-- Exercise description --
What you return should be each line of the data containing the string "filename".

-- Materials provided --
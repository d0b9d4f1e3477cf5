//! Text generation boundary
//!
//! Agents never talk to a model directly; they go through [`TextGenerator`].
//! Two backends ship with the crate: an offline [`EchoGenerator`] and an
//! [`OpenAiCompatibleGenerator`] for any `/chat/completions` endpoint.

pub mod echo;
pub mod openai;

pub use echo::EchoGenerator;
pub use openai::OpenAiCompatibleGenerator;

use crate::config::GeneratorConfig;
use crate::config::constants::generator::{PROVIDER_ECHO, PROVIDER_OPENAI};
use crate::types::ConversationTurn;
use anyhow::{Context, Result, bail};
use async_trait::async_trait;
use serde::{Deserialize, Serialize};
use std::sync::Arc;

/// Options for a single generation call
#[derive(Debug, Clone, Default, Serialize, Deserialize)]
pub struct GenerationOptions {
    pub system_prompt: Option<String>,
    pub max_tokens: Option<u32>,
    pub temperature: Option<f32>,
}

#[derive(Debug, Clone, Copy, Default, PartialEq, Eq, Serialize, Deserialize)]
pub struct TokenUsage {
    pub prompt_tokens: u32,
    pub completion_tokens: u32,
}

impl TokenUsage {
    pub fn total(&self) -> u32 {
        self.prompt_tokens + self.completion_tokens
    }
}

/// Generated text plus accounting
#[derive(Debug, Clone, Default, PartialEq, Serialize, Deserialize)]
pub struct Generation {
    pub text: String,
    pub usage: TokenUsage,
    pub cost_usd: f64,
}

#[derive(Debug, Clone, PartialEq, thiserror::Error)]
pub enum GenerationError {
    #[error("Generator unavailable: {0}")]
    Unavailable(String),
    #[error("Rate limit exceeded")]
    RateLimited,
    #[error("Invalid request: {0}")]
    InvalidRequest(String),
    #[error("Provider error: {0}")]
    Provider(String),
    #[error("Generation timed out after {0}ms")]
    Timeout(u64),
}

impl GenerationError {
    /// Whether calling again has a reasonable chance of succeeding
    pub fn is_retryable(&self) -> bool {
        matches!(
            self,
            GenerationError::Unavailable(_)
                | GenerationError::RateLimited
                | GenerationError::Timeout(_)
        )
    }
}

#[async_trait]
pub trait TextGenerator: Send + Sync {
    /// Produce text for `prompt`, given the prior conversation
    async fn generate(
        &self,
        prompt: &str,
        history: &[ConversationTurn],
        options: &GenerationOptions,
    ) -> Result<Generation, GenerationError>;

    /// Short identifier for logs
    fn name(&self) -> &str;
}

/// Build the generator named by `config.provider`
pub fn make_generator(config: &GeneratorConfig) -> Result<Arc<dyn TextGenerator>> {
    match config.provider.trim().to_lowercase().as_str() {
        PROVIDER_ECHO => Ok(Arc::new(EchoGenerator::new())),
        PROVIDER_OPENAI => {
            let api_key = std::env::var(&config.api_key_env).with_context(|| {
                format!(
                    "Set {} in your environment to use the '{}' generator",
                    config.api_key_env, PROVIDER_OPENAI
                )
            })?;
            Ok(Arc::new(OpenAiCompatibleGenerator::new(config, api_key)?))
        }
        other => bail!(
            "Unknown generator provider '{}' (expected '{}' or '{}')",
            other,
            PROVIDER_ECHO,
            PROVIDER_OPENAI
        ),
    }
}

/// Rough token estimate used when a backend does not report usage
pub(crate) fn estimate_tokens(text: &str) -> u32 {
    (text.chars().count() as u32).div_ceil(4)
}

#[cfg(test)]
mod tests {
    use super::*;

    #[test]
    fn retryable_classification() {
        assert!(GenerationError::RateLimited.is_retryable());
        assert!(GenerationError::Timeout(10).is_retryable());
        assert!(!GenerationError::InvalidRequest("bad".into()).is_retryable());
        assert!(!GenerationError::Provider("boom".into()).is_retryable());
    }

    #[test]
    fn factory_rejects_unknown_provider() {
        let config = GeneratorConfig {
            provider: "carrier-pigeon".to_string(),
            ..Default::default()
        };
        assert!(make_generator(&config).is_err());
    }

    #[test]
    fn factory_builds_echo_by_default() {
        let generator = make_generator(&GeneratorConfig::default()).unwrap();
        assert_eq!(generator.name(), "echo");
    }
}
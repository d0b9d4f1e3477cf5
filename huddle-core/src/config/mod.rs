//! Configuration for the Huddle runtime
//!
//! Everything is driven by `huddle.toml`. Every section and field has a
//! default, so an empty file (or no file at all) yields a working runtime.

pub mod constants;
pub mod loader;

pub use loader::ConfigManager;

use serde::{Deserialize, Serialize};
use std::collections::HashMap;
use std::path::PathBuf;

use constants::{agents, batch, bus, cache, compression, files, generator, router};

/// Main configuration structure for Huddle
#[derive(Debug, Clone, Default, Deserialize, Serialize)]
pub struct HuddleConfig {
    /// Message bus sizing and retry policy
    #[serde(default)]
    pub bus: BusConfig,

    /// Response cache
    #[serde(default)]
    pub cache: CacheConfig,

    /// Request batching
    #[serde(default)]
    pub batch: BatchConfig,

    /// Conversation history compression
    #[serde(default)]
    pub compression: CompressionConfig,

    /// Intent routing
    #[serde(default)]
    pub router: RouterConfig,

    /// Text generation backend
    #[serde(default)]
    pub generator: GeneratorConfig,

    /// Interaction log
    #[serde(default)]
    pub persistence: PersistenceConfig,
}

/// Backoff applied between delivery attempts of a failed message
#[derive(Debug, Clone, Deserialize, Serialize)]
pub struct RetryPolicy {
    /// Delay before the first retry
    #[serde(default = "default_retry_initial_delay_ms")]
    pub initial_delay_ms: u64,

    /// Multiplier applied per retry; 1.0 gives a fixed delay
    #[serde(default = "default_retry_multiplier")]
    pub multiplier: f64,

    /// Upper bound for any single delay
    #[serde(default = "default_retry_max_delay_ms")]
    pub max_delay_ms: u64,
}

impl RetryPolicy {
    /// Fixed delay between every attempt
    pub fn fixed(delay_ms: u64) -> Self {
        Self {
            initial_delay_ms: delay_ms,
            multiplier: 1.0,
            max_delay_ms: delay_ms,
        }
    }

    /// Re-enqueue immediately
    pub fn immediate() -> Self {
        Self::fixed(0)
    }

    /// Delay before re-delivering a message that has completed `attempt` attempts
    pub fn delay_for(&self, attempt: u32) -> std::time::Duration {
        let exponent = attempt.saturating_sub(1).min(16) as i32;
        let multiplier = if self.multiplier.is_finite() && self.multiplier >= 1.0 {
            self.multiplier
        } else {
            1.0
        };
        let delay = (self.initial_delay_ms as f64 * multiplier.powi(exponent)) as u64;
        std::time::Duration::from_millis(delay.min(self.max_delay_ms))
    }
}

impl Default for RetryPolicy {
    fn default() -> Self {
        Self {
            initial_delay_ms: default_retry_initial_delay_ms(),
            multiplier: default_retry_multiplier(),
            max_delay_ms: default_retry_max_delay_ms(),
        }
    }
}

#[derive(Debug, Clone, Deserialize, Serialize)]
pub struct BusConfig {
    /// Maximum queued messages per agent before `send` rejects
    #[serde(default = "default_queue_capacity")]
    pub queue_capacity: usize,

    #[serde(default)]
    pub retry: RetryPolicy,

    /// How long `shutdown` waits for workers to exit
    #[serde(default = "default_shutdown_grace_ms")]
    pub shutdown_grace_ms: u64,
}

impl Default for BusConfig {
    fn default() -> Self {
        Self {
            queue_capacity: default_queue_capacity(),
            retry: RetryPolicy::default(),
            shutdown_grace_ms: default_shutdown_grace_ms(),
        }
    }
}

#[derive(Debug, Clone, Deserialize, Serialize)]
pub struct CacheConfig {
    #[serde(default = "default_true")]
    pub enabled: bool,

    /// Maximum number of cached responses
    #[serde(default = "default_cache_capacity")]
    pub capacity: usize,

    /// Time-to-live for routed responses
    #[serde(default = "default_cache_ttl_ms")]
    pub default_ttl_ms: u64,
}

impl Default for CacheConfig {
    fn default() -> Self {
        Self {
            enabled: true,
            capacity: default_cache_capacity(),
            default_ttl_ms: default_cache_ttl_ms(),
        }
    }
}

#[derive(Debug, Clone, Deserialize, Serialize)]
pub struct BatchConfig {
    #[serde(default = "default_true")]
    pub enabled: bool,

    /// How long a group stays open for similar requests
    #[serde(default = "default_batch_window_ms")]
    pub window_ms: u64,

    /// A group dispatches early once it has this many members
    #[serde(default = "default_batch_max_members")]
    pub max_members: usize,

    /// Minimum token-overlap ratio for two requests to share a group
    #[serde(default = "default_similarity_threshold")]
    pub similarity_threshold: f64,
}

impl Default for BatchConfig {
    fn default() -> Self {
        Self {
            enabled: true,
            window_ms: default_batch_window_ms(),
            max_members: default_batch_max_members(),
            similarity_threshold: default_similarity_threshold(),
        }
    }
}

#[derive(Debug, Clone, Deserialize, Serialize)]
pub struct CompressionConfig {
    /// Phrases that mark a conversation turn as worth keeping
    #[serde(default = "default_salient_keywords")]
    pub salient_keywords: Vec<String>,

    #[serde(default = "default_keyword_weight")]
    pub keyword_weight: f64,

    #[serde(default = "default_recency_weight")]
    pub recency_weight: f64,

    /// Rough token estimate: characters per token
    #[serde(default = "default_chars_per_token")]
    pub chars_per_token: usize,
}

impl Default for CompressionConfig {
    fn default() -> Self {
        Self {
            salient_keywords: default_salient_keywords(),
            keyword_weight: default_keyword_weight(),
            recency_weight: default_recency_weight(),
            chars_per_token: default_chars_per_token(),
        }
    }
}

/// Agent name per routed category
#[derive(Debug, Clone, Deserialize, Serialize)]
pub struct AgentNames {
    #[serde(default = "default_retrieval_agent")]
    pub retrieval: String,
    #[serde(default = "default_ideation_agent")]
    pub ideation: String,
    #[serde(default = "default_analysis_agent")]
    pub analysis: String,
}

impl Default for AgentNames {
    fn default() -> Self {
        Self {
            retrieval: default_retrieval_agent(),
            ideation: default_ideation_agent(),
            analysis: default_analysis_agent(),
        }
    }
}

#[derive(Debug, Clone, Deserialize, Serialize)]
pub struct RouterConfig {
    /// Inputs shorter than this are checked against the short command list
    #[serde(default = "default_min_length")]
    pub min_length: usize,

    /// Inputs longer than this are truncated and answered directly
    #[serde(default = "default_max_length")]
    pub max_length: usize,

    /// Score a second category must reach before a request is split
    #[serde(default = "default_multi_intent_threshold")]
    pub multi_intent_threshold: f64,

    /// Token budget for conversation history forwarded to agents
    #[serde(default = "default_context_budget_tokens")]
    pub context_budget_tokens: i64,

    #[serde(default = "default_agent_timeout_ms")]
    pub agent_timeout_ms: u64,

    #[serde(default = "default_agent_max_attempts")]
    pub agent_max_attempts: u32,

    #[serde(default = "default_agent_priority")]
    pub agent_priority: u8,

    /// Router-level retries for generation failures (the bus never retries those)
    #[serde(default = "default_generation_retries")]
    pub generation_retries: u32,

    #[serde(default = "default_generation_retry_delay_ms")]
    pub generation_retry_delay_ms: u64,

    #[serde(default)]
    pub agents: AgentNames,

    /// Extra canned replies for short commands, keyed by command
    #[serde(default)]
    pub short_commands: HashMap<String, String>,
}

impl Default for RouterConfig {
    fn default() -> Self {
        Self {
            min_length: default_min_length(),
            max_length: default_max_length(),
            multi_intent_threshold: default_multi_intent_threshold(),
            context_budget_tokens: default_context_budget_tokens(),
            agent_timeout_ms: default_agent_timeout_ms(),
            agent_max_attempts: default_agent_max_attempts(),
            agent_priority: default_agent_priority(),
            generation_retries: default_generation_retries(),
            generation_retry_delay_ms: default_generation_retry_delay_ms(),
            agents: AgentNames::default(),
            short_commands: HashMap::new(),
        }
    }
}

#[derive(Debug, Clone, Deserialize, Serialize)]
pub struct GeneratorConfig {
    /// `echo` (offline) or `openai` (any OpenAI-compatible endpoint)
    #[serde(default = "default_provider")]
    pub provider: String,

    #[serde(default = "default_base_url")]
    pub base_url: String,

    #[serde(default = "default_model")]
    pub model: String,

    /// Environment variable holding the API key
    #[serde(default = "default_api_key_env")]
    pub api_key_env: String,

    #[serde(default = "default_max_tokens")]
    pub max_tokens: u32,

    #[serde(default = "default_temperature")]
    pub temperature: f32,

    #[serde(default = "default_request_timeout_ms")]
    pub request_timeout_ms: u64,
}

impl Default for GeneratorConfig {
    fn default() -> Self {
        Self {
            provider: default_provider(),
            base_url: default_base_url(),
            model: default_model(),
            api_key_env: default_api_key_env(),
            max_tokens: default_max_tokens(),
            temperature: default_temperature(),
            request_timeout_ms: default_request_timeout_ms(),
        }
    }
}

#[derive(Debug, Clone, Deserialize, Serialize)]
pub struct PersistenceConfig {
    #[serde(default)]
    pub enabled: bool,

    /// JSON lines file, relative to the workspace
    #[serde(default = "default_interaction_log")]
    pub path: PathBuf,
}

impl Default for PersistenceConfig {
    fn default() -> Self {
        Self {
            enabled: false,
            path: default_interaction_log(),
        }
    }
}

fn default_true() -> bool {
    true
}
fn default_retry_initial_delay_ms() -> u64 {
    bus::DEFAULT_RETRY_INITIAL_DELAY_MS
}
fn default_retry_multiplier() -> f64 {
    bus::DEFAULT_RETRY_MULTIPLIER
}
fn default_retry_max_delay_ms() -> u64 {
    bus::DEFAULT_RETRY_MAX_DELAY_MS
}
fn default_queue_capacity() -> usize {
    bus::DEFAULT_QUEUE_CAPACITY
}
fn default_shutdown_grace_ms() -> u64 {
    bus::DEFAULT_SHUTDOWN_GRACE_MS
}
fn default_cache_capacity() -> usize {
    cache::DEFAULT_CAPACITY
}
fn default_cache_ttl_ms() -> u64 {
    cache::DEFAULT_TTL_MS
}
fn default_batch_window_ms() -> u64 {
    batch::DEFAULT_WINDOW_MS
}
fn default_batch_max_members() -> usize {
    batch::DEFAULT_MAX_MEMBERS
}
fn default_similarity_threshold() -> f64 {
    batch::DEFAULT_SIMILARITY_THRESHOLD
}
fn default_salient_keywords() -> Vec<String> {
    compression::DEFAULT_SALIENT_KEYWORDS
        .iter()
        .map(|k| k.to_string())
        .collect()
}
fn default_keyword_weight() -> f64 {
    compression::DEFAULT_KEYWORD_WEIGHT
}
fn default_recency_weight() -> f64 {
    compression::DEFAULT_RECENCY_WEIGHT
}
fn default_chars_per_token() -> usize {
    compression::DEFAULT_CHARS_PER_TOKEN
}
fn default_retrieval_agent() -> String {
    agents::RETRIEVAL.to_string()
}
fn default_ideation_agent() -> String {
    agents::IDEATION.to_string()
}
fn default_analysis_agent() -> String {
    agents::ANALYSIS.to_string()
}
fn default_min_length() -> usize {
    router::DEFAULT_MIN_LENGTH
}
fn default_max_length() -> usize {
    router::DEFAULT_MAX_LENGTH
}
fn default_multi_intent_threshold() -> f64 {
    router::DEFAULT_MULTI_INTENT_THRESHOLD
}
fn default_context_budget_tokens() -> i64 {
    router::DEFAULT_CONTEXT_BUDGET_TOKENS
}
fn default_agent_timeout_ms() -> u64 {
    router::DEFAULT_AGENT_TIMEOUT_MS
}
fn default_agent_max_attempts() -> u32 {
    constants::messages::DEFAULT_MAX_ATTEMPTS
}
fn default_agent_priority() -> u8 {
    constants::messages::DEFAULT_PRIORITY
}
fn default_generation_retries() -> u32 {
    router::DEFAULT_GENERATION_RETRIES
}
fn default_generation_retry_delay_ms() -> u64 {
    router::DEFAULT_GENERATION_RETRY_DELAY_MS
}
fn default_provider() -> String {
    generator::PROVIDER_ECHO.to_string()
}
fn default_base_url() -> String {
    generator::DEFAULT_BASE_URL.to_string()
}
fn default_model() -> String {
    generator::DEFAULT_MODEL.to_string()
}
fn default_api_key_env() -> String {
    generator::DEFAULT_API_KEY_ENV.to_string()
}
fn default_max_tokens() -> u32 {
    generator::DEFAULT_MAX_TOKENS
}
fn default_temperature() -> f32 {
    generator::DEFAULT_TEMPERATURE
}
fn default_request_timeout_ms() -> u64 {
    generator::DEFAULT_REQUEST_TIMEOUT_MS
}
fn default_interaction_log() -> PathBuf {
    PathBuf::from(files::DEFAULT_INTERACTION_LOG)
}
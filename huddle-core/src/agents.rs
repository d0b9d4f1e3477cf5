//! Built-in specialist agents

use crate::bus::{AgentHandler, HandlerError, Message};
use crate::config::AgentNames;
use crate::llm::{GenerationOptions, TextGenerator};
use crate::types::{ConversationTurn, normalize_text};
use async_trait::async_trait;
use serde::{Deserialize, Serialize};
use serde_json::{Value, json};
use std::collections::HashSet;
use std::sync::Arc;
use tracing::debug;

/// Documents the retrieval agent grounds a prompt on
const MAX_GROUNDING_DOCUMENTS: usize = 3;

const STOPWORDS: &[&str] = &[
    "a", "about", "an", "and", "are", "as", "at", "be", "by", "did", "do", "for", "from", "how",
    "i", "in", "is", "it", "of", "on", "or", "our", "that", "the", "this", "to", "us", "was",
    "we", "what", "when", "where", "which", "who", "why", "with", "you",
];

#[derive(Debug, Clone, Copy, PartialEq, Eq, Hash, Serialize, Deserialize)]
#[serde(rename_all = "snake_case")]
pub enum AgentKind {
    Retrieval,
    Ideation,
    Analysis,
}

impl AgentKind {
    pub const ALL: [AgentKind; 3] = [AgentKind::Retrieval, AgentKind::Ideation, AgentKind::Analysis];

    /// Bus name for this kind under `names`
    pub fn agent_name(self, names: &AgentNames) -> &str {
        match self {
            AgentKind::Retrieval => &names.retrieval,
            AgentKind::Ideation => &names.ideation,
            AgentKind::Analysis => &names.analysis,
        }
    }

    fn system_prompt(self) -> &'static str {
        match self {
            AgentKind::Retrieval => {
                "You answer questions strictly from the meeting notes provided. \
                 If the notes do not contain the answer, say so."
            }
            AgentKind::Ideation => {
                "You help teams brainstorm. Offer a short list of concrete, varied ideas."
            }
            AgentKind::Analysis => {
                "You analyze meeting outcomes. Compare options, weigh risks and \
                 state a clear conclusion."
            }
        }
    }
}

impl std::fmt::Display for AgentKind {
    fn fmt(&self, f: &mut std::fmt::Formatter<'_>) -> std::fmt::Result {
        match self {
            AgentKind::Retrieval => write!(f, "retrieval"),
            AgentKind::Ideation => write!(f, "ideation"),
            AgentKind::Analysis => write!(f, "analysis"),
        }
    }
}

/// Agent that turns a request into a role-specific prompt for the shared
/// text generator.
///
/// Request payload: `{ "text": ..., "documents": [...] }`, with compressed
/// history under the `history` context key. Reply: `{ text, usage,
/// cost_usd, agent }`.
pub struct SpecialistAgent {
    kind: AgentKind,
    name: String,
    generator: Arc<dyn TextGenerator>,
    options: GenerationOptions,
}

impl SpecialistAgent {
    pub fn new(kind: AgentKind, generator: Arc<dyn TextGenerator>) -> Self {
        Self {
            kind,
            name: kind.to_string(),
            generator,
            options: GenerationOptions::default(),
        }
    }

    pub fn with_name(mut self, name: impl Into<String>) -> Self {
        self.name = name.into();
        self
    }

    /// Base options; the system prompt is always the agent's own
    pub fn with_options(mut self, options: GenerationOptions) -> Self {
        self.options = options;
        self
    }

    pub fn kind(&self) -> AgentKind {
        self.kind
    }

    fn build_prompt(&self, text: &str, documents: &[String]) -> Option<String> {
        match self.kind {
            AgentKind::Retrieval if !documents.is_empty() => {
                let relevant = rank_documents(text, documents, MAX_GROUNDING_DOCUMENTS);
                if relevant.is_empty() {
                    return None;
                }
                let notes = relevant
                    .iter()
                    .map(|note| format!("- {}", note.trim()))
                    .collect::<Vec<_>>()
                    .join("\n");
                Some(format!("Question: {}\n\nRelevant notes:\n{}", text, notes))
            }
            AgentKind::Retrieval => Some(format!("Question about past meetings: {}", text)),
            AgentKind::Ideation => Some(format!("Brainstorm: {}", text)),
            AgentKind::Analysis => Some(format!("Analyze: {}", text)),
        }
    }
}

#[async_trait]
impl AgentHandler for SpecialistAgent {
    async fn handle(&self, message: Message) -> Result<Value, HandlerError> {
        let text = message
            .text()
            .map(str::trim)
            .filter(|text| !text.is_empty())
            .ok_or_else(|| HandlerError::fatal("request has no text"))?
            .to_string();

        let history: Vec<ConversationTurn> = match message.context.get("history") {
            Some(Value::Null) | None => Vec::new(),
            Some(value) => serde_json::from_value(value.clone())
                .map_err(|err| HandlerError::fatal(format!("malformed history: {}", err)))?,
        };

        let documents: Vec<String> = message
            .payload
            .get("documents")
            .and_then(Value::as_array)
            .map(|docs| {
                docs.iter()
                    .filter_map(Value::as_str)
                    .map(str::to_string)
                    .collect()
            })
            .unwrap_or_default();

        let Some(prompt) = self.build_prompt(&text, &documents) else {
            debug!(agent = %self.name, documents = documents.len(), "no matching documents");
            return Ok(json!({
                "text": "",
                "usage": { "prompt_tokens": 0, "completion_tokens": 0 },
                "cost_usd": 0.0,
                "agent": self.name,
            }));
        };

        let options = GenerationOptions {
            system_prompt: Some(self.kind.system_prompt().to_string()),
            ..self.options.clone()
        };
        let generation = self
            .generator
            .generate(&prompt, &history, &options)
            .await
            .map_err(|err| HandlerError::generation(&err))?;

        debug!(
            agent = %self.name,
            generator = self.generator.name(),
            tokens = generation.usage.total(),
            "generated reply"
        );

        Ok(json!({
            "text": generation.text,
            "usage": generation.usage,
            "cost_usd": generation.cost_usd,
            "agent": self.name,
        }))
    }
}

fn content_tokens(text: &str) -> HashSet<String> {
    normalize_text(text)
        .split_whitespace()
        .filter(|token| !STOPWORDS.contains(token))
        .map(str::to_string)
        .collect()
}

/// Documents sharing at least one content word with `query`, best first
pub fn rank_documents<'a>(query: &str, documents: &'a [String], limit: usize) -> Vec<&'a str> {
    let wanted = content_tokens(query);
    let mut scored: Vec<(usize, &str)> = documents
        .iter()
        .map(|doc| (content_tokens(doc).intersection(&wanted).count(), doc.as_str()))
        .filter(|(score, _)| *score > 0)
        .collect();
    scored.sort_by(|a, b| b.0.cmp(&a.0));
    scored.into_iter().take(limit).map(|(_, doc)| doc).collect()
}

-- Result for this task --
filename huddle-core/src/config/mod.rs
filename huddle-core/src/agents.rs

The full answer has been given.